## Task goal
Print each line of the material again, keeping everything exact.

## Task material

________________

use crate::field::FieldParams;
use clap::{Parser, ValueEnum};
use std::path::PathBuf;

#[derive(Parser, Debug, Clone)]
#[command(name = "ripple-pond", version, about = "Pointer-driven ripple distortion over a background image")]
pub struct Config {
    /// Background picture shown behind (and warped by) the ripples.
    #[arg(long)]
    pub image: PathBuf,

    #[arg(long, default_value_t = 800)]
    pub width: usize,

    #[arg(long, default_value_t = 600)]
    pub height: usize,

    #[arg(long, value_enum, default_value_t = RendererMode::Field)]
    pub renderer: RendererMode,

    #[arg(long, value_enum, default_value_t = AggregationMode::All)]
    pub mode: AggregationMode,

    /// Most spawn events kept at once; older ones are dropped first.
    #[arg(long, default_value_t = 50)]
    pub max_ripples: usize,

    /// Strength lost per second of age; 2.0 means a ripple dies by 0.5 s.
    #[arg(long, default_value_t = 2.0)]
    pub decay_rate: f32,

    /// Ring density across the screen.
    #[arg(long, default_value_t = 20.0)]
    pub spatial_freq: f32,

    /// How fast the rings travel outward.
    #[arg(long, default_value_t = 12.0)]
    pub temporal_freq: f32,

    /// Background-sampling offset of one full-strength ripple.
    #[arg(long, default_value_t = 0.01)]
    pub distort_amp: f32,

    /// Highlight/shadow swing of one full-strength ripple.
    #[arg(long, default_value_t = 0.05)]
    pub brightness_amp: f32,

    /// Minimum pointer travel (display px) between accepted drag spawns.
    /// Unset picks the renderer's default: 0 for field, 20 for circles.
    #[arg(long)]
    pub drag_threshold: Option<f32>,
}

impl Config {
    /// Bundle the wave tunables for the evaluation pass.
    pub fn field_params(&self) -> FieldParams {
        FieldParams {
            decay_rate: self.decay_rate,
            spatial_freq: self.spatial_freq,
            temporal_freq: self.temporal_freq,
            distort_amp: self.distort_amp,
            brightness_amp: self.brightness_amp,
            mode: self.mode,
            ..FieldParams::default()
        }
    }

    /// Drag throttle for the given renderer, honoring an explicit override.
    pub fn drag_threshold_for(&self, renderer: RendererMode) -> f32 {
        self.drag_threshold
            .unwrap_or_else(|| renderer.default_drag_threshold())
    }
}

/// Which events fold into a pixel's field sample.
#[derive(Clone, Copy, Debug, PartialEq, Eq, ValueEnum)]
pub enum AggregationMode {
    /// Superpose every ripple still in the log.
    All,
    /// A fixed ambient swell plus only the most recent spawn.
    Latest,
}

impl AggregationMode {
    pub fn toggled(self) -> Self {
        match self {
            Self::All => Self::Latest,
            Self::Latest => Self::All,
        }
    }

    pub fn label(self) -> &'static str {
        match self {
            Self::All => "ALL",
            Self::Latest => "LATEST",
        }
    }
}

/// How the frame is produced each tick.
#[derive(Clone, Copy, Debug, PartialEq, Eq, ValueEnum)]
pub enum RendererMode {
    /// Wave-field distortion of the sampled background.
    Field,
    /// Concentric fading circles drawn straight over the background.
    Circles,
}

impl RendererMode {
    pub fn toggled(self) -> Self {
        match self {
            Self::Field => Self::Circles,
            Self::Circles => Self::Field,
        }
    }

    pub fn label(self) -> &'static str {
        match self {
            Self::Field => "FIELD",
            Self::Circles => "CIRCLES",
        }
    }

    /// The field renderer takes every drag sample; the circle renderer
    /// thins fast drags so rings stay readable.
    pub fn default_drag_threshold(self) -> f32 {
        match self {
            Self::Field => 0.0,
            Self::Circles => 20.0,
        }
    }
}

________________

## Reply
use crate::field::FieldParams;
use clap::{Parser, ValueEnum};
use std::path::PathBuf;

#[derive(Parser, Debug, Clone)]
#[command(name = "ripple-pond", version, about = "Pointer-driven ripple distortion over a background image")]
pub struct Config {
    /// Background picture shown behind (and warped by) the ripples.
    #[arg(long)]
    pub image: PathBuf,

    #[arg(long, default_value_t = 800)]
    pub width: usize,

    #[arg(long, default_value_t = 600)]
    pub height: usize,

    #[arg(long, value_enum, default_value_t = RendererMode::Field)]
    pub renderer: RendererMode,

    #[arg(long, value_enum, default_value_t = AggregationMode::All)]
    pub mode: AggregationMode,

    /// Most spawn events kept at once; older ones are dropped first.
    #[arg(long, default_value_t = 50)]
    pub max_ripples: usize,

    /// Strength lost per second of age; 2.0 means a ripple dies by 0.5 s.
    #[arg(long, default_value_t = 2.0)]
    pub decay_rate: f32,

    /// Ring density across the screen.
    #[arg(long, default_value_t = 20.0)]
    pub spatial_freq: f32,

    /// How fast the rings travel outward.
    #[arg(long, default_value_t = 12.0)]
    pub temporal_freq: f32,

    /// Background-sampling offset of one full-strength ripple.
    #[arg(long, default_value_t = 0.01)]
    pub distort_amp: f32,

    /// Highlight/shadow swing of one full-strength ripple.
    #[arg(long, default_value_t = 0.05)]
    pub brightness_amp: f32,

    /// Minimum pointer travel (display px) between accepted drag spawns.
    /// Unset picks the renderer's default: 0 for field, 20 for circles.
    #[arg(long)]
    pub drag_threshold: Option<f32>,
}

impl Config {
    /// Bundle the wave tunables for the evaluation pass.
    pub fn field_params(&self) -> FieldParams {
        FieldParams {
            decay_rate: self.decay_rate,
            spatial_freq: self.spatial_freq,
            temporal_freq: self.temporal_freq,
            distort_amp: self.distort_amp,
            brightness_amp: self.brightness_amp,
            mode: self.mode,
            ..FieldParams::default()
        }
    }

    /// Drag throttle for the given renderer, honoring an explicit override.
    pub fn drag_threshold_for(&self, renderer: RendererMode) -> f32 {
        self.drag_threshold
            .unwrap_or_else(|| renderer.default_drag_threshold())
    }
}

/// Which events fold into a pixel's field sample.
#[derive(Clone, Copy, Debug, PartialEq, Eq, ValueEnum)]
pub enum AggregationMode {
    /// Superpose every ripple still in the log.
    All,
    /// A fixed ambient swell plus only the most recent spawn.
    Latest,
}

impl AggregationMode {
    pub fn toggled(self) -> Self {
        match self {
            Self::All => Self::Latest,
            Self::Latest => Self::All,
        }
    }

    pub fn label(self) -> &'static str {
        match self {
            Self::All => "ALL",
            Self::Latest => "LATEST",
        }
    }
}

/// How the frame is produced each tick.
#[derive(Clone, Copy, Debug, PartialEq, Eq, ValueEnum)]
pub enum RendererMode {
    /// Wave-field distortion of the sampled background.
    Field,
    /// Concentric fading circles drawn straight over the background.
    Circles,
}

impl RendererMode {
    pub fn toggled(self) -> Self {
        match self {
            Self::Field => Self::Circles,
            Self::Circles => Self::Field,
        }
    }

    pub fn label(self) -> &'static str {
        match self {
            Self::Field => "FIELD",
            Self::Circles => "CIRCLES",
        }
    }

    /// The field renderer takes every drag sample; the circle renderer
    /// thins fast drags so rings stay readable.
    pub fn default_drag_threshold(self) -> f32 {
        match self {
            Self::Field => 0.0,
            Self::Circles => 20.0,
        }
    }
}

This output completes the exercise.